一人一人が自分自身の“目”を確かめるために、【掲示板】のような場が利用できな いかと、このHPを始めたのだけれど・・・・・。

 

 

 

 

8月19日
帰省   (カノコ)


「お盆」週間も今日で終わる。「帰省ラッシュ」のニュースも、 今日で終わるのだろう。
「帰省」を、三省堂の辞書はこう説明している。
「郷里に帰・る(って親の安否を尋ねる)こと。

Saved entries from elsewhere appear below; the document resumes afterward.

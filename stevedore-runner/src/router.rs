use std::io::{self, Write};
use std::sync::{Arc, Mutex};

use stevedore_core::{ExecError, Frame, StreamType};
use tracing::{trace, warn};

/// Caller-supplied consumer of exec output.
///
/// Returning an error never stops the stream; the router logs it and keeps
/// delivering subsequent frames.
pub trait OutputHandler: Send + Sync {
    fn on_frame(&self, frame: &Frame) -> anyhow::Result<()>;
}

impl<F> OutputHandler for F
where
    F: Fn(&Frame) -> anyhow::Result<()> + Send + Sync,
{
    fn on_frame(&self, frame: &Frame) -> anyhow::Result<()> {
        self(frame)
    }
}

type SharedWriter = Mutex<Box<dyn Write + Send>>;

/// Default destination for frames when no handler is configured.
pub struct ConsoleSink {
    stdout: SharedWriter,
    stderr: SharedWriter,
}

impl ConsoleSink {
    pub fn new<O, E>(stdout: O, stderr: E) -> Self
    where
        O: Write + Send + 'static,
        E: Write + Send + 'static,
    {
        Self {
            stdout: Mutex::new(Box::new(stdout)),
            stderr: Mutex::new(Box::new(stderr)),
        }
    }

    /// Sink bound to this process's standard output and error.
    pub fn stdio() -> Self {
        Self::new(io::stdout(), io::stderr())
    }

    fn write_stdout(&self, payload: &[u8]) -> io::Result<()> {
        write_flush(&self.stdout, payload)
    }

    fn write_stderr(&self, payload: &[u8]) -> io::Result<()> {
        write_flush(&self.stderr, payload)
    }
}

fn write_flush(target: &SharedWriter, payload: &[u8]) -> io::Result<()> {
    let mut writer = target
        .lock()
        .map_err(|_| io::Error::new(io::ErrorKind::Other, "console sink lock poisoned"))?;
    writer.write_all(payload)?;
    writer.flush()
}

/// What happened to a routed frame
#[derive(Debug, Clone, Copy, PartialEq, Eq)]
pub enum RouteOutcome {
    Stdout,
    Stderr,
    Handler,
    HandlerFailed,
    SinkFailed,
    Anomaly,
}

#[derive(Clone)]
enum RouteTarget {
    Console(Arc<ConsoleSink>),
    Handler(Arc<dyn OutputHandler>),
}

/// Dispatches the frames of one exec instance.
#[derive(Clone)]
pub struct FrameRouter {
    target: RouteTarget,
    exec_id: Option<String>,
}

impl FrameRouter {
    pub fn console(sink: Arc<ConsoleSink>) -> Self {
        Self {
            target: RouteTarget::Console(sink),
            exec_id: None,
        }
    }

    pub fn handler(handler: Arc<dyn OutputHandler>) -> Self {
        Self {
            target: RouteTarget::Handler(handler),
            exec_id: None,
        }
    }

    /// Tag log records emitted while routing with the exec id.
    pub fn for_exec(mut self, exec_id: impl Into<String>) -> Self {
        self.exec_id = Some(exec_id.into());
        self
    }

    pub fn route(&self, frame: &Frame) -> RouteOutcome {
        let exec_id = self.exec_id.as_deref().unwrap_or("-");
        trace!(
            exec_id = %exec_id,
            stream = %frame.stream,
            bytes = frame.payload.len(),
            "routing frame"
        );

        match &self.target {
            RouteTarget::Handler(handler) => match handler.on_frame(frame) {
                Ok(()) => RouteOutcome::Handler,
                Err(e) => {
                    let err = ExecError::Handler(format!("{e:#}"));
                    warn!(
                        exec_id = %exec_id,
                        stream = %frame.stream,
                        error = %err,
                        "output handler failed; continuing with next frame"
                    );
                    RouteOutcome::HandlerFailed
                }
            },
            RouteTarget::Console(sink) => {
                let (result, outcome) = match frame.stream {
                    StreamType::Stdout | StreamType::Raw => {
                        (sink.write_stdout(&frame.payload), RouteOutcome::Stdout)
                    }
                    StreamType::Stderr => {
                        (sink.write_stderr(&frame.payload), RouteOutcome::Stderr)
                    }
                    StreamType::Other(ref tag) => {
                        warn!(
                            exec_id = %exec_id,
                            tag = %tag,
                            bytes = frame.payload.len(),
                            "frame with unknown stream type dropped"
                        );
                        return RouteOutcome::Anomaly;
                    }
                };

                if let Err(e) = result {
                    warn!(
                        exec_id = %exec_id,
                        stream = %frame.stream,
                        error = %e,
                        "failed to write frame to console"
                    );
                    return RouteOutcome::SinkFailed;
                }
                outcome
            }
        }
    }
}

impl Default for FrameRouter {
    fn default() -> Self {
        Self::console(Arc::new(ConsoleSink::stdio()))
    }
}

」

今年も、多くの人が、東から西へ、西から東へ、「帰省」した。
郷里の家に着いたとき、どういって玄関を入ったのだろう。
「ただいま」・・・・?
それとも「こんにちわ」・・・・?

このお盆に、近いところであるが、私も夫の郷里に帰省した。
お盆に限らず、夫の家の玄関で、声を発するとき、ちょっと緊張する。
「ただいま」というべきなのだろうか。
という疑問が胸をよぎるからだ。
自分の実家の玄関を入るときには、なんの緊張もせず、「こんにちわ」といえるのに。

「こんにちわ」という挨拶に、夫の親が「お帰り」と答える。
その時だけ、「嫁」という言葉が脳裏をよぎる。
たぶん、他意もない挨拶の言葉なのだろうが、「夫の家」ではあっても、そこは「私の家」ではない、という思いが、「ただいま」という挨拶を私にためらわせる。

子どもや孫たちの「帰省」を喜び、歓迎する「家」。
それは、夏の風物詩のような、ほほえましい風景ではある。
しかし、やってくる「義兄弟」や「義姉妹」を迎える「あととりの嫁」にとっても、 それは「団欒」の楽しいときなのだろうか。
上げ膳・据え膳の「お客様」の「お世話」で、疲れ果てた「あととりの嫁」が、やっとほっとできるのが、今日ぐらいではないだろうか。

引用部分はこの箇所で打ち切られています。